Joël Claude Mpah Dooh, born in Nkongsamba (Cameroon) in 1954, is a visual artist who lives and works in Douala.

Biography

Joël Claude Mpah Dooh is a graduate of the Conservatoire Municipal des Beaux-Arts of Amiens (France).

His first works on canvas offer filiform characters in postures expressing pain and seeking deliverance.

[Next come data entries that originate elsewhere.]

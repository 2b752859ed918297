//! Moving values between their own types and `Object`
//!
//! `Method.invoke` takes its arguments as an `Object[]` and returns an `Object`, so primitives
//! get boxed on the way in and unboxed on the way out.

use crate::jvm::code::{ConstantData, FieldRef, InvokeType, MethodRef, SymInstruction};
use crate::jvm::{BaseType, BinaryName, FieldType, MethodDescriptor, RefType, UnqualifiedName};

/// Wrapper class for a primitive type
pub fn boxed_class(base: BaseType) -> BinaryName {
    match base {
        BaseType::Boolean => BinaryName::BOOLEAN,
        BaseType::Byte => BinaryName::BYTE,
        BaseType::Char => BinaryName::CHARACTER,
        BaseType::Short => BinaryName::SHORT,
        BaseType::Int => BinaryName::INTEGER,
        BaseType::Long => BinaryName::LONG,
        BaseType::Float => BinaryName::FLOAT,
        BaseType::Double => BinaryName::DOUBLE,
    }
}

/// Accessor on the wrapper class which gets the primitive back out
pub fn unbox_method(base: BaseType) -> UnqualifiedName {
    match base {
        BaseType::Boolean => UnqualifiedName::BOOLEANVALUE,
        BaseType::Byte => UnqualifiedName::BYTEVALUE,
        BaseType::Char => UnqualifiedName::CHARVALUE,
        BaseType::Short => UnqualifiedName::SHORTVALUE,
        BaseType::Int => UnqualifiedName::INTVALUE,
        BaseType::Long => UnqualifiedName::LONGVALUE,
        BaseType::Float => UnqualifiedName::FLOATVALUE,
        BaseType::Double => UnqualifiedName::DOUBLEVALUE,
    }
}

/// How one value crosses the reflective call
#[derive(Clone, Debug, PartialEq, Eq)]
pub enum ValueMarshal {
    /// Passed through as is
    Reference(RefType<BinaryName>),

    Primitive {
        base: BaseType,
        boxed: BinaryName,
        unbox: UnqualifiedName,
    },
}

impl ValueMarshal {
    pub fn new(field_type: &FieldType<BinaryName>) -> ValueMarshal {
        match field_type {
            FieldType::Ref(ref_type) => ValueMarshal::Reference(ref_type.clone()),
            FieldType::Base(base) => ValueMarshal::Primitive {
                base: *base,
                boxed: boxed_class(*base),
                unbox: unbox_method(*base),
            },
        }
    }

    /// Does the value take two stack slots?
    pub fn is_wide(&self) -> bool {
        matches!(
            self,
            ValueMarshal::Primitive {
                base: BaseType::Long | BaseType::Double,
                ..
            }
        )
    }

    /// `valueOf` call that boxes a primitive (references need nothing)
    pub fn box_value(&self) -> Option<SymInstruction> {
        match self {
            ValueMarshal::Reference(_) => None,
            ValueMarshal::Primitive { base, boxed, .. } => Some(SymInstruction::Invoke(
                InvokeType::Static,
                MethodRef::new(
                    boxed.clone(),
                    UnqualifiedName::VALUEOF,
                    MethodDescriptor {
                        parameters: vec![FieldType::Base(*base)],
                        return_type: Some(FieldType::object(boxed.clone())),
                    },
                    false,
                ),
            )),
        }
    }

    /// Undo boxing of an `Object` on top of the stack
    pub fn unbox_value(&self) -> Vec<SymInstruction> {
        match self {
            ValueMarshal::Reference(RefType::Object(class)) if class == &BinaryName::OBJECT => {
                vec![]
            }
            ValueMarshal::Reference(ref_type) => vec![SymInstruction::CheckCast(ref_type.clone())],
            ValueMarshal::Primitive { base, boxed, unbox } => vec![
                SymInstruction::CheckCast(RefType::Object(boxed.clone())),
                SymInstruction::Invoke(
                    InvokeType::Virtual,
                    MethodRef::new(
                        boxed.clone(),
                        unbox.clone(),
                        MethodDescriptor {
                            parameters: vec![],
                            return_type: Some(FieldType::Base(*base)),
                        },
                        false,
                    ),
                ),
            ],
        }
    }

    /// Push the `Class` object for the type (`ldc` for references, `TYPE` for primitives)
    pub fn class_object(&self) -> SymInstruction {
        match self {
            ValueMarshal::Reference(ref_type) => {
                SymInstruction::Ldc(ConstantData::Class(ref_type.clone()))
            }
            ValueMarshal::Primitive { boxed, .. } => SymInstruction::GetStatic(FieldRef::new(
                boxed.clone(),
                UnqualifiedName::TYPE,
                FieldType::object(BinaryName::CLASS),
            )),
        }
    }
}

/// Marshaling for every parameter and the return value of the interface method
#[derive(Clone, Debug, PartialEq, Eq)]
pub struct MarshalingDescriptor {
    pub arguments: Vec<ValueMarshal>,

    /// `None` for `void`
    pub result: Option<ValueMarshal>,
}

impl MarshalingDescriptor {
    /// Panics if a parameter is a primitive array
    pub fn new(descriptor: &MethodDescriptor<BinaryName>) -> MarshalingDescriptor {
        let arguments = descriptor
            .parameters
            .iter()
            .map(|parameter| {
                if let FieldType::Ref(RefType::PrimitiveArray(_)) = parameter {
                    panic!(
                        "interface method parameter {:?} is a primitive array, which cannot be marshaled",
                        parameter
                    );
                }
                ValueMarshal::new(parameter)
            })
            .collect();
        MarshalingDescriptor {
            arguments,
            result: descriptor.return_type.as_ref().map(ValueMarshal::new),
        }
    }

    /// Turn the `Object` returned by `Method.invoke` into the declared return type
    pub fn unwrap_result(&self) -> Vec<SymInstruction> {
        match &self.result {
            None => vec![SymInstruction::Pop],
            Some(result) => result.unbox_value(),
        }
    }
}

#[cfg(test)]
mod test {
    use super::*;
    use crate::jvm::parse_descriptor;

    fn marshaling(descriptor: &str) -> MarshalingDescriptor {
        MarshalingDescriptor::new(&parse_descriptor(descriptor).unwrap())
    }

    #[test]
    fn boxing_pairs() {
        assert_eq!(boxed_class(BaseType::Char), BinaryName::CHARACTER);
        assert_eq!(unbox_method(BaseType::Char), UnqualifiedName::CHARVALUE);
        assert_eq!(boxed_class(BaseType::Boolean), BinaryName::BOOLEAN);
        assert_eq!(unbox_method(BaseType::Long), UnqualifiedName::LONGVALUE);
    }

    #[test]
    fn arguments() {
        let descriptor = marshaling("(JLjava/lang/String;D[Ljava/lang/Object;)V");
        let wide: Vec<bool> = descriptor.arguments.iter().map(|a| a.is_wide()).collect();
        assert_eq!(wide, vec![true, false, true, false]);

        assert!(descriptor.arguments[1].box_value().is_none());
        match descriptor.arguments[0].box_value() {
            Some(SymInstruction::Invoke(InvokeType::Static, method)) => {
                assert_eq!(method.class, RefType::Object(BinaryName::LONG));
                assert_eq!(method.name, UnqualifiedName::VALUEOF);
                assert_eq!(method.descriptor, parse_descriptor("(J)Ljava/lang/Long;").unwrap());
            }
            other => panic!("unexpected boxing {:?}", other),
        }

        match descriptor.arguments[2].class_object() {
            SymInstruction::GetStatic(field) => {
                assert_eq!(field.class, BinaryName::DOUBLE);
                assert_eq!(field.name, UnqualifiedName::TYPE);
            }
            other => panic!("unexpected class object {:?}", other),
        }
        assert_eq!(
            descriptor.arguments[3].class_object(),
            SymInstruction::Ldc(ConstantData::Class(
                parse_descriptor("[Ljava/lang/Object;").unwrap()
            ))
        );
    }

    #[test]
    fn results() {
        assert_eq!(marshaling("()V").unwrap_result(), vec![SymInstruction::Pop]);
        assert_eq!(marshaling("()Ljava/lang/Object;").unwrap_result(), vec![]);
        assert_eq!(
            marshaling("()[Lapp/Chunk;").unwrap_result(),
            vec![SymInstruction::CheckCast(
                parse_descriptor("[Lapp/Chunk;").unwrap()
            )]
        );

        let unboxed = marshaling("()Z").unwrap_result();
        assert_eq!(unboxed.len(), 2);
        assert_eq!(
            unboxed[0],
            SymInstruction::CheckCast(RefType::Object(BinaryName::BOOLEAN))
        );
        assert!(matches!(
            &unboxed[1],
            SymInstruction::Invoke(InvokeType::Virtual, method)
                if method.name == UnqualifiedName::BOOLEANVALUE
        ));
    }

    #[test]
    #[should_panic(expected = "primitive array")]
    fn primitive_arrays_are_rejected() {
        marshaling("([B)V");
    }
}
use super::{ClassHeader, ClassLoader};
use crate::jvm::{BinaryName, Error, Name};
use std::collections::HashMap;

struct JdkClass {
    name: &'static str,
    superclass: Option<&'static str>,
    interfaces: &'static [&'static str],
    is_interface: bool,
}

const fn class(
    name: &'static str,
    superclass: &'static str,
    interfaces: &'static [&'static str],
) -> JdkClass {
    JdkClass {
        name,
        superclass: Some(superclass),
        interfaces,
        is_interface: false,
    }
}

const fn interface(name: &'static str, interfaces: &'static [&'static str]) -> JdkClass {
    JdkClass {
        name,
        superclass: Some("java/lang/Object"),
        interfaces,
        is_interface: true,
    }
}

const OBJECT: &str = "java/lang/Object";
const SERIALIZABLE: &str = "java/io/Serializable";
const COMPARABLE: &str = "java/lang/Comparable";

/// Core classes likely to flow through hooked methods
///
/// Bodies that mix types outside of this table need the classpath to be configured.
const JDK_CLASSES: &[JdkClass] = &[
    // java.lang
    JdkClass {
        name: OBJECT,
        superclass: None,
        interfaces: &[],
        is_interface: false,
    },
    interface(SERIALIZABLE, &[]),
    interface(COMPARABLE, &[]),
    interface("java/lang/CharSequence", &[]),
    interface("java/lang/Appendable", &[]),
    interface("java/lang/Cloneable", &[]),
    interface("java/lang/Runnable", &[]),
    interface("java/lang/AutoCloseable", &[]),
    interface("java/lang/Iterable", &[]),
    class(
        "java/lang/String",
        OBJECT,
        &[SERIALIZABLE, COMPARABLE, "java/lang/CharSequence"],
    ),
    class(
        "java/lang/AbstractStringBuilder",
        OBJECT,
        &["java/lang/Appendable", "java/lang/CharSequence"],
    ),
    class(
        "java/lang/StringBuilder",
        "java/lang/AbstractStringBuilder",
        &[SERIALIZABLE, "java/lang/CharSequence"],
    ),
    class("java/lang/Class", OBJECT, &[SERIALIZABLE]),
    class("java/lang/ClassLoader", OBJECT, &[]),
    class("java/lang/Thread", OBJECT, &["java/lang/Runnable"]),
    class("java/lang/Number", OBJECT, &[SERIALIZABLE]),
    class("java/lang/Byte", "java/lang/Number", &[COMPARABLE]),
    class("java/lang/Short", "java/lang/Number", &[COMPARABLE]),
    class("java/lang/Integer", "java/lang/Number", &[COMPARABLE]),
    class("java/lang/Long", "java/lang/Number", &[COMPARABLE]),
    class("java/lang/Float", "java/lang/Number", &[COMPARABLE]),
    class("java/lang/Double", "java/lang/Number", &[COMPARABLE]),
    class("java/lang/Boolean", OBJECT, &[SERIALIZABLE, COMPARABLE]),
    class("java/lang/Character", OBJECT, &[SERIALIZABLE, COMPARABLE]),
    class("java/lang/Void", OBJECT, &[]),
    class("java/lang/Enum", OBJECT, &[SERIALIZABLE, COMPARABLE]),
    // throwables
    class("java/lang/Throwable", OBJECT, &[SERIALIZABLE]),
    class("java/lang/Exception", "java/lang/Throwable", &[]),
    class("java/lang/Error", "java/lang/Throwable", &[]),
    class("java/lang/RuntimeException", "java/lang/Exception", &[]),
    class("java/lang/IllegalArgumentException", "java/lang/RuntimeException", &[]),
    class("java/lang/IllegalStateException", "java/lang/RuntimeException", &[]),
    class("java/lang/NullPointerException", "java/lang/RuntimeException", &[]),
    class("java/lang/ClassCastException", "java/lang/RuntimeException", &[]),
    class("java/lang/ArithmeticException", "java/lang/RuntimeException", &[]),
    class("java/lang/UnsupportedOperationException", "java/lang/RuntimeException", &[]),
    class("java/lang/IndexOutOfBoundsException", "java/lang/RuntimeException", &[]),
    class(
        "java/lang/ArrayIndexOutOfBoundsException",
        "java/lang/IndexOutOfBoundsException",
        &[],
    ),
    class("java/lang/ReflectiveOperationException", "java/lang/Exception", &[]),
    class("java/lang/ClassNotFoundException", "java/lang/ReflectiveOperationException", &[]),
    class("java/lang/NoSuchMethodException", "java/lang/ReflectiveOperationException", &[]),
    class("java/lang/IllegalAccessException", "java/lang/ReflectiveOperationException", &[]),
    class(
        "java/lang/reflect/InvocationTargetException",
        "java/lang/ReflectiveOperationException",
        &[],
    ),
    class("java/lang/LinkageError", "java/lang/Error", &[]),
    class("java/lang/NoClassDefFoundError", "java/lang/LinkageError", &[]),
    class("java/lang/ExceptionInInitializerError", "java/lang/LinkageError", &[]),
    class("java/io/IOException", "java/lang/Exception", &[]),
    // java.lang.reflect
    interface("java/lang/reflect/AnnotatedElement", &[]),
    interface("java/lang/reflect/Member", &[]),
    interface(
        "java/lang/reflect/GenericDeclaration",
        &["java/lang/reflect/AnnotatedElement"],
    ),
    class(
        "java/lang/reflect/AccessibleObject",
        OBJECT,
        &["java/lang/reflect/AnnotatedElement"],
    ),
    class(
        "java/lang/reflect/Executable",
        "java/lang/reflect/AccessibleObject",
        &["java/lang/reflect/Member", "java/lang/reflect/GenericDeclaration"],
    ),
    class("java/lang/reflect/Method", "java/lang/reflect/Executable", &[]),
    class(
        "java/lang/reflect/Field",
        "java/lang/reflect/AccessibleObject",
        &["java/lang/reflect/Member"],
    ),
    // java.lang.ref
    class("java/lang/ref/Reference", OBJECT, &[]),
    class("java/lang/ref/SoftReference", "java/lang/ref/Reference", &[]),
    class("java/lang/ref/WeakReference", "java/lang/ref/Reference", &[]),
    // java.util
    interface("java/util/Collection", &["java/lang/Iterable"]),
    interface("java/util/List", &["java/util/Collection"]),
    interface("java/util/Set", &["java/util/Collection"]),
    interface("java/util/Map", &[]),
    interface("java/util/RandomAccess", &[]),
    class("java/util/AbstractCollection", OBJECT, &["java/util/Collection"]),
    class(
        "java/util/AbstractList",
        "java/util/AbstractCollection",
        &["java/util/List"],
    ),
    class(
        "java/util/ArrayList",
        "java/util/AbstractList",
        &[
            "java/util/List",
            "java/util/RandomAccess",
            "java/lang/Cloneable",
            SERIALIZABLE,
        ],
    ),
    class("java/util/AbstractSet", "java/util/AbstractCollection", &["java/util/Set"]),
    class(
        "java/util/HashSet",
        "java/util/AbstractSet",
        &["java/util/Set", "java/lang/Cloneable", SERIALIZABLE],
    ),
    class("java/util/AbstractMap", OBJECT, &["java/util/Map"]),
    class(
        "java/util/HashMap",
        "java/util/AbstractMap",
        &["java/util/Map", "java/lang/Cloneable", SERIALIZABLE],
    ),
];

/// Loader for a fixed table of core JDK classes
pub struct JdkClassLoader {
    classes: HashMap<&'static str, &'static JdkClass>,
}

impl JdkClassLoader {
    pub fn new() -> JdkClassLoader {
        JdkClassLoader {
            classes: JDK_CLASSES.iter().map(|class| (class.name, class)).collect(),
        }
    }
}

impl Default for JdkClassLoader {
    fn default() -> Self {
        Self::new()
    }
}

impl ClassLoader for JdkClassLoader {
    fn load_class_header(&self, name: &BinaryName) -> Result<Option<ClassHeader>, Error> {
        Ok(self.classes.get(name.as_str()).map(|class| ClassHeader {
            name: BinaryName::name(class.name),
            superclass: class.superclass.map(BinaryName::name),
            interfaces: class.interfaces.iter().copied().map(BinaryName::name).collect(),
            is_interface: class.is_interface,
        }))
    }
}

#[cfg(test)]
mod test {
    use super::*;

    #[test]
    fn table_is_closed() {
        // every supertype mentioned in the table is itself in the table
        let loader = JdkClassLoader::new();
        for class in JDK_CLASSES {
            for supertype in class.superclass.iter().chain(class.interfaces) {
                assert!(
                    loader.classes.contains_key(supertype),
                    "{} refers to unknown {}",
                    class.name,
                    supertype
                );
            }
            assert!(BinaryName::check_valid(class.name).is_ok());
        }
    }

    #[test]
    fn unknown_classes() {
        let loader = JdkClassLoader::new();
        let name = BinaryName::from_string(String::from("javax/swing/JFrame")).unwrap();
        assert_eq!(loader.load_class_header(&name).unwrap(), None);
    }
}
use crate::jvm::class_graph::ClassId;
use std::collections::HashSet;

/// Subtyping relationship between types
pub trait Assignable {
    /// Is the first type assignable to the second?
    fn is_assignable(&self, super_type: &Self) -> bool;
}

/// This does a traversal of super types in the class graph to determine assignability
impl<'g> Assignable for ClassId<'g> {
    fn is_assignable(&self, super_type: &ClassId<'g>) -> bool {
        let mut supertypes_to_visit: Vec<ClassId<'g>> = vec![*self];
        let mut dont_revisit: HashSet<ClassId<'g>> = HashSet::new();
        dont_revisit.insert(*self);

        // Interfaces never show up as superclasses
        let super_is_class: bool = !super_type.is_interface();

        while let Some(class) = supertypes_to_visit.pop() {
            if class == *super_type {
                return true;
            }

            if let Some(superclass) = class.0.superclass {
                if dont_revisit.insert(superclass) {
                    supertypes_to_visit.push(superclass);
                }
            }
            if !super_is_class {
                for interface in &class.0.interfaces {
                    if dont_revisit.insert(*interface) {
                        supertypes_to_visit.push(*interface);
                    }
                }
            }
        }

        false
    }
}

#[cfg(test)]
mod test {
    use crate::jvm::class_graph::{Assignable, ClassGraph, ClassGraphArenas};
    use crate::jvm::{BinaryName, Name};

    #[test]
    fn classes() {
        let arenas = ClassGraphArenas::new();
        let graph = ClassGraph::with_jdk_classes(&arenas);
        let object = graph.resolve(&BinaryName::OBJECT).unwrap();
        let integer = graph.resolve(&BinaryName::INTEGER).unwrap();
        let number = integer.superclass.unwrap();

        assert!(object.is_assignable(&object), "java.lang.Object <: java.lang.Object");
        assert!(integer.is_assignable(&number), "java.lang.Integer <: java.lang.Number");
        assert!(integer.is_assignable(&object), "java.lang.Integer <: java.lang.Object");
        assert!(!number.is_assignable(&integer), "java.lang.Number </: java.lang.Integer");
        assert!(!object.is_assignable(&number), "java.lang.Object </: java.lang.Number");
    }

    #[test]
    fn interfaces() {
        let arenas = ClassGraphArenas::new();
        let graph = ClassGraph::with_jdk_classes(&arenas);
        let resolve = |name: &str| {
            graph
                .resolve(&BinaryName::from_string(String::from(name)).unwrap())
                .unwrap()
        };
        let object = resolve("java/lang/Object");
        let string = resolve("java/lang/String");
        let char_sequence = resolve("java/lang/CharSequence");
        let array_list = resolve("java/util/ArrayList");
        let iterable = resolve("java/lang/Iterable");

        assert!(string.is_assignable(&char_sequence), "java.lang.String <: java.lang.CharSequence");
        assert!(char_sequence.is_assignable(&object), "java.lang.CharSequence <: java.lang.Object");
        assert!(!char_sequence.is_assignable(&string), "java.lang.CharSequence </: java.lang.String");

        // inherited through a superclass and a super-interface
        assert!(array_list.is_assignable(&iterable), "java.util.ArrayList <: java.lang.Iterable");
        assert!(!iterable.is_assignable(&array_list), "java.lang.Iterable </: java.util.ArrayList");
    }
}
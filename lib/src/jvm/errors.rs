use super::class_file::Constant;
use super::BinaryName;
use std::fmt::{Display, Formatter, Result as FmtResult};

#[derive(Debug)]
pub enum Error {
    IoError(std::io::Error),

    /// Class file does not start with `0xCAFEBABE`
    BadMagic(u32),

    /// Structurally invalid class file
    Malformed(String),

    /// Constant pool index points at nothing
    MissingConstant(u16),

    /// Constant pool index points at a constant of the wrong kind
    BadConstant { index: u16, expected: &'static str },

    BadDescriptor(String),
    InvalidName(String),

    ConstantPoolOverflow {
        constant: Constant,
        offset: usize,
    },

    /// Re-encoded method body is longer than 65535 bytes
    MethodCodeOverflow(usize),

    /// Opcode that can't be decoded (`jsr` and `ret` fall in here)
    UnsupportedInstruction { opcode: u8, offset: usize },

    /// Error trying to compute frames
    VerifierError {
        item: usize,
        instruction: String,
        kind: VerifierErrorKind,
    },

    /// Two control flow paths reach the same instruction with irreconcilable operand stacks
    IncompatibleFrames { item: usize, details: String },

    MissingClass(BinaryName),
    ClassHierarchyCycle(BinaryName),
}

#[derive(Debug, PartialEq, Eq)]
pub enum VerifierErrorKind {
    EmptyStack,
    InvalidWidth(usize),
    NotArrayType,
    InvalidIndex,
    InvalidType,

    /// Control falls off the end of the code
    FallsOffEnd,
}

impl From<std::io::Error> for Error {
    fn from(err: std::io::Error) -> Error {
        Error::IoError(err)
    }
}

impl Display for Error {
    fn fmt(&self, f: &mut Formatter<'_>) -> FmtResult {
        match self {
            Error::IoError(err) => write!(f, "I/O error: {}", err),
            Error::BadMagic(magic) => write!(f, "bad class file magic {:#010x}", magic),
            Error::Malformed(msg) => write!(f, "malformed class file: {}", msg),
            Error::MissingConstant(index) => write!(f, "missing constant #{}", index),
            Error::BadConstant { index, expected } => {
                write!(f, "constant #{} should be a {}", index, expected)
            }
            Error::BadDescriptor(msg) => write!(f, "bad descriptor {}", msg),
            Error::InvalidName(msg) => write!(f, "invalid name: {}", msg),
            Error::ConstantPoolOverflow { constant, offset } => write!(
                f,
                "constant pool is full (adding {:?} at #{})",
                constant, offset
            ),
            Error::MethodCodeOverflow(len) => {
                write!(f, "method body is {} bytes long (max 65535)", len)
            }
            Error::UnsupportedInstruction { opcode, offset } => {
                write!(f, "unsupported opcode {:#04x} at {}", opcode, offset)
            }
            Error::VerifierError {
                item,
                instruction,
                kind,
            } => write!(
                f,
                "cannot type instruction {} ({}): {:?}",
                item, instruction, kind
            ),
            Error::IncompatibleFrames { item, details } => {
                write!(f, "incompatible frames at instruction {}: {}", item, details)
            }
            Error::MissingClass(name) => write!(f, "class {} could not be found", name),
            Error::ClassHierarchyCycle(name) => {
                write!(f, "class {} is its own superclass", name)
            }
        }
    }
}

impl std::error::Error for Error {}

His later works became very urban writings, similar to graffiti. His experiments led him to work in three dimensions, volume representing the characters of his first paintings, interpreting the poverty of amorphous people left to themselves. He works with other materials such as aluminum foil, which he paints and scratches, or Plexiglas sheets, also scratched up, which with light creates games of shadows.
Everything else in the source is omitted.